Exercise prompt —
Read through the listing below, and copy every line where the string "referrer" appears.
Data in this exercise section start
use std::sync::Arc;

use axum::body::Body;
use axum::http::{Request, StatusCode};
use chrono::{TimeZone, Utc};
use http_body_util::BodyExt;
use serde_json::{json, Value};
use tower::ServiceExt;

use pagetrace_core::config::{AuthMode, Config};
use pagetrace_core::session::DeviceSize;
use pagetrace_server::app::build_app;
use pagetrace_server::state::AppState;
use pagetrace_store::{MemoryStore, SessionStore, Website, WebsiteStore};

const CHROME_DESKTOP: &str = "Mozilla/5.0 (Macintosh; Intel Mac OS X 10_15_7) \
     AppleWebKit/537.36 (KHTML, like Gecko) Chrome/120.0.0.0 Safari/537.36";

fn test_config() -> Config {
    Config {
        port: 0,
        geoip_path: "/nonexistent/GeoLite2-City.mmdb".to_string(),
        auth_mode: AuthMode::None,
        public_url: "http://localhost:3000".to_string(),
        seed_domain: None,
    }
}

/// Fresh in-memory store + state + app, with one registered website.
async fn setup() -> (Arc<MemoryStore>, axum::Router) {
    let store = Arc::new(MemoryStore::new());
    store
        .create_website(Website {
            id: "w1".to_string(),
            domain: "example.com".to_string(),
            site_id: "P-TESTTOKEN".to_string(),
            owner: "admin".to_string(),
            created_at: Utc::now(),
        })
        .await
        .expect("seed website");
    let state = Arc::new(AppState::new(Arc::clone(&store), test_config()));
    let app = build_app(state);
    (store, app)
}

fn collect_request(body: &str) -> Request<Body> {
    Request::builder()
        .method("POST")
        .uri("/api/collect")
        .header("content-type", "application/json")
        .header("x-forwarded-for", "1.2.3.4")
        .body(Body::from(body.to_string()))
        .expect("build request")
}

async fn json_body(response: axum::http::Response<Body>) -> Value {
    let bytes = response
        .into_body()
        .collect()
        .await
        .expect("read body")
        .to_bytes();
    serde_json::from_slice(&bytes).expect("parse JSON")
}

fn event(event_type: &str, session_id: &str, extra: Value) -> String {
    let mut body = json!({
        "type": event_type,
        "domain": "example.com",
        "siteId": "P-TESTTOKEN",
        "sessionId": session_id,
        "visitorId": "v1",
        "userAgent": CHROME_DESKTOP,
        "url": "https://example.com/blog/post",
    });
    if let (Some(map), Some(extra)) = (body.as_object_mut(), extra.as_object()) {
        for (k, v) in extra {
            map.insert(k.clone(), v.clone());
        }
    }
    body.to_string()
}

#[tokio::test]
async fn missing_event_type_is_rejected() {
    let (_store, app) = setup().await;
    let body = json!({
        "domain": "example.com",
        "siteId": "P-TESTTOKEN",
        "sessionId": "s1"
    })
    .to_string();
    let response = app.oneshot(collect_request(&body)).await.expect("request");
    assert_eq!(response.status(), StatusCode::BAD_REQUEST);
    let body = json_body(response).await;
    assert_eq!(body["error"]["code"], "invalid_payload");
}

#[tokio::test]
async fn missing_session_id_is_rejected() {
    let (_store, app) = setup().await;
    let body = json!({
        "type": "page_view",
        "domain": "example.com",
        "siteId": "P-TESTTOKEN"
    })
    .to_string();
    let response = app.oneshot(collect_request(&body)).await.expect("request");
    assert_eq!(response.status(), StatusCode::BAD_REQUEST);
}

#[tokio::test]
async fn missing_site_identity_is_rejected() {
    let (_store, app) = setup().await;
    let body = json!({ "type": "page_view", "sessionId": "s1" }).to_string();
    let response = app.oneshot(collect_request(&body)).await.expect("request");
    assert_eq!(response.status(), StatusCode::BAD_REQUEST);
}

#[tokio::test]
async fn unknown_site_is_404() {
    let (_store, app) = setup().await;
    let body = json!({
        "type": "page_view",
        "domain": "example.com",
        "siteId": "P-STALETOKEN",
        "sessionId": "s1"
    })
    .to_string();
    let response = app.oneshot(collect_request(&body)).await.expect("request");
    assert_eq!(response.status(), StatusCode::NOT_FOUND);
    let body = json_body(response).await;
    assert_eq!(body["error"]["code"], "not_found");
}

#[tokio::test]
async fn page_view_creates_an_enriched_session() {
    let (store, app) = setup().await;
    let body = event(
        "page_view",
        "s1",
        json!({
            "screenWidth": 1000,
            "referrer": "https://news.ycombinator.com/",
            "utm_source": "newsletter",
            "timestamp": 1_700_000_000_000_i64
        }),
    );
    let response = app.oneshot(collect_request(&body)).await.expect("request");
    assert_eq!(response.status(), StatusCode::OK);
    assert_eq!(json_body(response).await["success"], true);

    let session = store
        .find_session("s1")
        .await
        .expect("store read")
        .expect("session created");
    assert_eq!(session.website_id, "w1");
    assert_eq!(session.visitor_id, "v1");
    assert_eq!(session.entry_page, "https://example.com/blog/post");
    assert_eq!(session.entry_time.timestamp_millis(), 1_700_000_000_000);
    assert_eq!(session.browser.as_deref(), Some("Chrome"));
    // Desktop UA + 1000px screen → Laptop.
    assert_eq!(session.device_size, DeviceSize::Laptop);
    assert_eq!(session.referrer.as_deref(), Some("https://news.ycombinator.com/"));
    assert_eq!(session.utm_source.as_deref(), Some("newsletter"));
    // GeoIP database absent → empty geography, request still succeeded.
    assert!(session.country.is_none());
    assert!(session.exit_time.is_none());
    assert!(session.active_time_ms.is_none());
}

#[tokio::test]
async fn duplicate_page_view_is_idempotent() {
    let (store, app) = setup().await;
    let t0: i64 = 1_700_000_000_000;

    let first = event("page_view", "s1", json!({ "timestamp": t0 }));
    let response = app
        .clone()
        .oneshot(collect_request(&first))
        .await
        .expect("request");
    assert_eq!(response.status(), StatusCode::OK);

    // Retried send 10 s later: no second row, only the heartbeat moves.
    let retry = event(
        "page_view",
        "s1",
        json!({ "timestamp": t0 + 10_000, "url": "https://example.com/elsewhere" }),
    );
    let response = app.oneshot(collect_request(&retry)).await.expect("request");
    assert_eq!(response.status(), StatusCode::OK);

    let windowed = store
        .sessions_in_window(
            "w1",
            Utc.timestamp_millis_opt(t0 - 1000).single().expect("time"),
            Utc.timestamp_millis_opt(t0 + 60_000).single().expect("time"),
        )
        .await
        .expect("window query");
    assert_eq!(windowed.len(), 1);

    let session = store
        .find_session("s1")
        .await
        .expect("store read")
        .expect("session");
    assert_eq!(session.entry_time.timestamp_millis(), t0);
    assert_eq!(session.entry_page, "https://example.com/blog/post");
    assert_eq!(session.last_heartbeat_at.timestamp_millis(), t0 + 10_000);
}

#[tokio::test]
async fn heartbeat_before_page_view_is_a_noop() {
    let (store, app) = setup().await;
    let body = event("heartbeat", "never-seen", json!({}));
    let response = app.oneshot(collect_request(&body)).await.expect("request");
    assert_eq!(response.status(), StatusCode::OK);
    assert_eq!(json_body(response).await["success"], true);
    assert!(store
        .find_session("never-seen")
        .await
        .expect("store read")
        .is_none());
}

#[tokio::test]
async fn page_exit_before_page_view_is_a_noop() {
    let (store, app) = setup().await;
    let body = event("page_exit", "never-seen", json!({ "active_time": 12_000 }));
    let response = app.oneshot(collect_request(&body)).await.expect("request");
    assert_eq!(response.status(), StatusCode::OK);
    assert!(store
        .find_session("never-seen")
        .await
        .expect("store read")
        .is_none());
}

#[tokio::test]
async fn unknown_event_type_is_rejected() {
    let (_store, app) = setup().await;
    let body = event("click", "s1", json!({}));
    let response = app.oneshot(collect_request(&body)).await.expect("request");
    assert_eq!(response.status(), StatusCode::BAD_REQUEST);
}

#[tokio::test]
async fn full_session_lifecycle() {
    let (store, app) = setup().await;
    let d0: i64 = 1_700_000_000_000;

    let view = event("page_view", "s1", json!({ "timestamp": d0 }));
    let beat = event("heartbeat", "s1", json!({ "timestamp": d0 + 10_000 }));
    let exit = event(
        "page_exit",
        "s1",
        json!({ "timestamp": d0 + 40_000, "active_time": 35_000 }),
    );
    for body in [view, beat, exit] {
        let response = app
            .clone()
            .oneshot(collect_request(&body))
            .await
            .expect("request");
        assert_eq!(response.status(), StatusCode::OK);
    }

    let session = store
        .find_session("s1")
        .await
        .expect("store read")
        .expect("session");
    assert_eq!(session.entry_time.timestamp_millis(), d0);
    assert_eq!(
        session.exit_time.map(|t| t.timestamp_millis()),
        Some(d0 + 40_000)
    );
    assert_eq!(session.exit_page.as_deref(), Some("https://example.com/blog/post"));
    assert_eq!(session.active_time_ms, Some(35_000));
    assert_eq!(session.last_heartbeat_at.timestamp_millis(), d0 + 10_000);
}

#[tokio::test]
async fn options_preflight_is_cors_open() {
    let (_store, app) = setup().await;
    let request = Request::builder()
        .method("OPTIONS")
        .uri("/api/collect")
        .header("origin", "https://example.com")
        .header("access-control-request-method", "POST")
        .body(Body::empty())
        .expect("build request");
    let response = app.oneshot(request).await.expect("request");
    assert_eq!(response.status(), StatusCode::NO_CONTENT);
    assert_eq!(
        response
            .headers()
            .get("access-control-allow-origin")
            .and_then(|v| v.to_str().ok()),
        Some("*")
    );
}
Data in this exercise section end
Exercise solution —
            "referrer": "https://news.ycombinator.com/",
    assert_eq!(session.referrer.as_deref(), Some("https://news.ycombinator.com/"));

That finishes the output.